A checking account (also called a current account in the UK and Switzerland) is the operational hub of your personal finances. Money paid in by employers or clients is immediately available, you can move it out by card payment, direct debit, standing order or wire transfer, and the balance can be drawn to zero (or below, if an overdraft is agreed) without notice.
Banks rarely pay meaningful interest on checking balances because the deposits are short-term and the bank must keep them highly liquid. In return, customers get a payments toolkit: contactless debit cards, mobile banking apps, instant SEPA transfers in the eurozone, and access to ATMs worldwide. Many institutions waive monthly fees if a minimum salary lands in the account or a minimum balance is kept.
From a financial-planning point of view a checking account is for short-term cash flow only — typically one to two months of expenses.

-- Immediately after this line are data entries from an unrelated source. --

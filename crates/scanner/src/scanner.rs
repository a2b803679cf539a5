//! Per-resource check cycle.
//!
//! Each entry point runs one cycle for one named resource:
//!
//! ```text
//! lookup -> pause check -> interval -> lease -> config -> check -> persist
//! ```
//!
//! Lookup, pause, and interval failures end the cycle before any lease is
//! attempted. Once a lease is held it is released exactly once, whichever step
//! fails, including on panic.

use crate::clock::Clock;
use crate::error::{ScanError, ScanResult};
use crate::metrics;
use crate::ports::{
    CheckRequest, CheckerFactory, ENV_EXTERNAL_URL, ENV_PIPELINE_NAME, ENV_RESOURCE_NAME, Lease,
    PipelineStore, VersionRepository,
};
use futures::FutureExt;
use lookout_core::config::ScannerConfig;
use lookout_core::{
    Resource, ResourceConfigDescriptor, ResourceUser, Version, VersionedResourceType,
    parse_check_interval,
};
use std::future::Future;
use std::panic::AssertUnwindSafe;
use std::sync::Arc;
use std::time::Duration;
use tokio_util::sync::CancellationToken;

/// Where a check starts from.
#[derive(Debug, Clone)]
enum FromVersion {
    /// The latest version in the repository.
    Latest,
    /// A caller-supplied version; `None` is the beginning.
    Given(Option<Version>),
}

/// Scanner settings resolved from [`ScannerConfig`].
#[derive(Debug, Clone)]
pub struct ScannerSettings {
    pub default_interval: Duration,
    pub lock_retry_interval: Duration,
    pub external_url: String,
}

impl From<&ScannerConfig> for ScannerSettings {
    fn from(config: &ScannerConfig) -> Self {
        Self {
            default_interval: config.default_check_interval(),
            lock_retry_interval: config.lock_retry_interval(),
            external_url: config.external_url.clone(),
        }
    }
}

/// Checks one pipeline's resources.
pub struct ResourceScanner {
    clock: Arc<dyn Clock>,
    checkers: Arc<dyn CheckerFactory>,
    versions: Arc<dyn VersionRepository>,
    pipeline: Arc<dyn PipelineStore>,
    settings: ScannerSettings,
    cancel: CancellationToken,
}

impl ResourceScanner {
    pub fn new(
        clock: Arc<dyn Clock>,
        checkers: Arc<dyn CheckerFactory>,
        versions: Arc<dyn VersionRepository>,
        pipeline: Arc<dyn PipelineStore>,
        settings: ScannerSettings,
    ) -> Self {
        Self {
            clock,
            checkers,
            versions,
            pipeline,
            settings,
            cancel: CancellationToken::new(),
        }
    }

    /// Forward `cancel` to every checker and stop `scan` polling once it
    /// fires.
    pub fn with_cancellation(mut self, cancel: CancellationToken) -> Self {
        self.cancel = cancel;
        self
    }

    pub fn default_interval(&self) -> Duration {
        self.settings.default_interval
    }

    pub fn pipeline(&self) -> &Arc<dyn PipelineStore> {
        &self.pipeline
    }

    /// Periodic check. Returns the interval to wait before the next run
    /// together with the outcome.
    ///
    /// - paused pipeline or resource: default interval, `Ok`
    /// - unparsable `check_every`: default interval, error recorded and returned
    /// - lease taken: effective interval, [`ScanError::FailedToAcquireLock`]
    /// - script failure: effective interval, recorded but `Ok`
    #[tracing::instrument(skip(self), fields(resource = %self.versions.scoped_name(name)))]
    pub async fn run(&self, name: &str) -> (Duration, ScanResult<()>) {
        let default = self.settings.default_interval;

        let resource = match self.prepare(name).await {
            Ok(Some(resource)) => resource,
            Ok(None) => return (default, Ok(())),
            Err(err) => return (default, Err(err)),
        };

        let interval = match self.effective_interval(&resource).await {
            Ok(interval) => interval,
            Err(err) => return (default, Err(err)),
        };

        let lease = match self
            .pipeline
            .acquire_checking_lock(&resource, interval, false)
            .await
        {
            Ok(Some(lease)) => lease,
            Ok(None) => {
                metrics::LOCK_CONTENTION.inc();
                tracing::debug!(interval_ms = interval.as_millis() as u64, "checking lock held elsewhere");
                return (interval, Err(ScanError::FailedToAcquireLock));
            }
            Err(err) => return (interval, Err(err)),
        };

        let result = self
            .with_lease(lease, self.check(&resource, FromVersion::Latest))
            .await;

        match result {
            Err(err) if err.is_script_failure() => {
                tracing::info!(error = %err, "check script failed");
                (interval, Ok(()))
            }
            result => (interval, result),
        }
    }

    /// Manual check from the latest known version. Polls for the lease until
    /// it is granted; script failures are returned.
    #[tracing::instrument(skip(self), fields(resource = %self.versions.scoped_name(name)))]
    pub async fn scan(&self, name: &str) -> ScanResult<()> {
        self.scan_from(name, FromVersion::Latest).await
    }

    /// Like [`scan`](Self::scan), checking from `from` instead of the latest
    /// known version. `None` checks from the beginning.
    #[tracing::instrument(skip(self, from), fields(resource = %self.versions.scoped_name(name)))]
    pub async fn scan_from_version(&self, name: &str, from: Option<Version>) -> ScanResult<()> {
        self.scan_from(name, FromVersion::Given(from)).await
    }

    async fn scan_from(&self, name: &str, from: FromVersion) -> ScanResult<()> {
        let Some(resource) = self.prepare(name).await? else {
            return Ok(());
        };
        let interval = self.effective_interval(&resource).await?;

        let lease = loop {
            if let Some(lease) = self
                .pipeline
                .acquire_checking_lock(&resource, interval, true)
                .await?
            {
                break lease;
            }
            metrics::LOCK_CONTENTION.inc();
            if self.cancel.is_cancelled() {
                return Err(ScanError::Cancelled);
            }
            tracing::debug!(
                retry_ms = self.settings.lock_retry_interval.as_millis() as u64,
                "checking lock held elsewhere, retrying"
            );
            tokio::select! {
                _ = self.cancel.cancelled() => return Err(ScanError::Cancelled),
                _ = self.clock.sleep(self.settings.lock_retry_interval) => {}
            }
        };

        self.with_lease(lease, self.check(&resource, from)).await
    }

    /// Look up the resource and evaluate pause state. `None` means paused.
    async fn prepare(&self, name: &str) -> ScanResult<Option<Resource>> {
        let resource = self
            .pipeline
            .resource(name)
            .await?
            .ok_or_else(|| ScanError::ResourceNotFound(name.to_string()))?;

        if self.versions.is_paused().await? {
            tracing::debug!("pipeline paused");
            return Ok(None);
        }
        if resource.paused {
            tracing::debug!("resource paused");
            return Ok(None);
        }
        Ok(Some(resource))
    }

    async fn effective_interval(&self, resource: &Resource) -> ScanResult<Duration> {
        let Some(check_every) = resource.check_every.as_deref() else {
            return Ok(self.settings.default_interval);
        };
        match parse_check_interval(check_every) {
            Ok(interval) => Ok(interval),
            Err(err) => {
                tracing::warn!(error = %err, "invalid check interval");
                self.record_check_error(resource, Some(err.to_string())).await;
                Err(err.into())
            }
        }
    }

    async fn with_lease<T>(
        &self,
        lease: Box<dyn Lease>,
        work: impl Future<Output = ScanResult<T>>,
    ) -> ScanResult<T> {
        let outcome = AssertUnwindSafe(work).catch_unwind().await;
        if let Err(err) = lease.release().await {
            tracing::warn!(error = %err, "failed to release checking lock");
        }
        match outcome {
            Ok(result) => result,
            Err(panic) => std::panic::resume_unwind(panic),
        }
    }

    async fn check(&self, resource: &Resource, from: FromVersion) -> ScanResult<()> {
        let custom_types: Vec<VersionedResourceType> = self
            .pipeline
            .resource_types()
            .await?
            .iter()
            .map(VersionedResourceType::from)
            .collect();

        let used = match self.resolve_config(resource, &custom_types).await {
            Ok(used) => used,
            Err(err) => {
                tracing::error!(error = %err, "failed to resolve resource config");
                self.record_check_error(resource, Some(err.to_string())).await;
                return Err(err);
            }
        };

        let from = match from {
            FromVersion::Latest => self.versions.latest_version(resource).await?,
            FromVersion::Given(version) => version,
        };

        let request = CheckRequest {
            user: ResourceUser::Resource(resource.id),
            resource_config_id: used.id,
            resource_type: resource.type_name.clone(),
            source: resource.source.clone(),
            tags: resource.tags.clone(),
            team_id: self.pipeline.team_id(),
            env: vec![
                format!("{ENV_EXTERNAL_URL}={}", self.settings.external_url),
                format!("{ENV_PIPELINE_NAME}={}", self.pipeline.pipeline_name()),
                format!("{ENV_RESOURCE_NAME}={}", resource.name),
            ],
            custom_types,
        };

        metrics::CHECKS_STARTED.inc();
        tracing::debug!(config_id = used.id, from = ?from, "checking");

        let checked = match self.checkers.new_check_resource(request).await {
            Ok(checker) => {
                checker
                    .check(&resource.source, from.as_ref(), &self.cancel)
                    .await
            }
            Err(err) => Err(err),
        };

        let versions = match checked {
            Ok(versions) => versions,
            Err(err) => {
                metrics::record_check_failure(err.kind());
                if !err.is_script_failure() {
                    tracing::error!(error = %err, "check failed");
                }
                self.record_check_error(resource, Some(err.to_string())).await;
                return Err(err.into());
            }
        };

        self.record_check_error(resource, None).await;

        if versions.is_empty() || (versions.len() == 1 && from.as_ref() == Some(&versions[0])) {
            tracing::debug!("no new versions");
            return Ok(());
        }

        tracing::info!(count = versions.len(), "found new versions");
        match self
            .versions
            .save_resource_versions(resource, &versions)
            .await
        {
            Ok(()) => metrics::VERSIONS_SAVED.inc_by(versions.len() as u64),
            Err(err) => tracing::error!(error = %err, "failed to save versions"),
        }

        Ok(())
    }

    async fn resolve_config(
        &self,
        resource: &Resource,
        custom_types: &[VersionedResourceType],
    ) -> ScanResult<lookout_metadata::models::UsedResourceConfig> {
        let descriptor = ResourceConfigDescriptor::for_resource_type(
            &resource.type_name,
            resource.source.clone(),
            custom_types,
        )?;
        self.pipeline
            .find_or_create_resource_config(resource, &descriptor)
            .await
    }

    async fn record_check_error(&self, resource: &Resource, error: Option<String>) {
        if let Err(err) = self
            .pipeline
            .set_resource_check_error(resource, error.as_deref())
            .await
        {
            tracing::error!(error = %err, "failed to record check error");
        }
    }
}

Anything above that buffer should be moved to a savings account, money-market fund or investment portfolio, where it earns a return that at least matches inflation. Leaving CHF 20,000 sitting idle for a year at 0% while inflation runs at 2% is a real-terms loss of CHF 400.
A Swiss employee receives a CHF 7,500 net salary on the 25th of each month into their UBS Personal account. CHF 3,000 leaves over the next ten days for rent, health insurance and bills via direct debit, CHF 1,500 is spent on the debit card, and CHF 3,000 is automatically swept on the 5th into a savings account paying 1.25%.